Collected data
//! Command handlers

pub mod config;
pub mod export;
pub mod status;
pub mod sync;

use anyhow::{Context, Result};

use clipsync_core::{merge_clippings, parse_clippings, Clipping, Config};

/// Read, parse, and merge the configured clippings file
pub fn load_clippings(config: &Config) -> Result<Vec<Clipping>> {
    let raw = std::fs::read_to_string(&config.clippings_file)
        .with_context(|| format!("Failed to read clippings file {:?}", config.clippings_file))?;

    let records = parse_clippings(&raw).context("Failed to parse clippings file")?;
    tracing::debug!(records = records.len(), "parsed clippings");

    merge_clippings(records).context("Failed to merge clippings")
}
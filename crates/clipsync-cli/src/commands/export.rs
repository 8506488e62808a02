//! Export command handlers

use std::path::PathBuf;

use anyhow::{Context, Result};

use clipsync_core::storage::atomic_write;
use clipsync_core::{export, group_by_title, Config};

use crate::output::Output;

/// Write all records as one JSON document
pub fn json(
    config: &Config,
    by_book: bool,
    output_file: Option<PathBuf>,
    output: &Output,
) -> Result<()> {
    let records = super::load_clippings(config)?;

    let body = if by_book {
        export::json_by_book(&group_by_title(records))?
    } else {
        export::json_flat(&records)?
    };

    match output_file {
        Some(path) => {
            atomic_write(&path, body.as_bytes())
                .with_context(|| format!("Failed to write {:?}", path))?;
            output.success(&format!("Wrote {}", path.display()));
        }
        None => println!("{}", body),
    }

    Ok(())
}

/// Write one Markdown file per book
pub fn markdown(
    config: &Config,
    output_dir: Option<PathBuf>,
    json_out: Option<PathBuf>,
    output: &Output,
) -> Result<()> {
    let records = super::load_clippings(config)?;
    let books = group_by_title(records);
    let dir = output_dir.unwrap_or_else(|| config.notes_dir.clone());

    if let Some(path) = &json_out {
        atomic_write(path, export::json_by_book(&books)?.as_bytes())
            .with_context(|| format!("Failed to write {:?}", path))?;
    }

    for (title, records) in &books {
        output.message(&format!("  saving {} notes from \"{}\"", records.len(), title));
    }

    let written = export::write_markdown_tree(&dir, &books)?;
    output.success(&format!(
        "Wrote {} book file(s) to {}",
        written.len(),
        dir.display()
    ));

    Ok(())
}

EXERCISE BRIEF:
Among the entries, how many lines include the word "Failed"? Answer with only the number.

EXPECTED OUTPUT:
5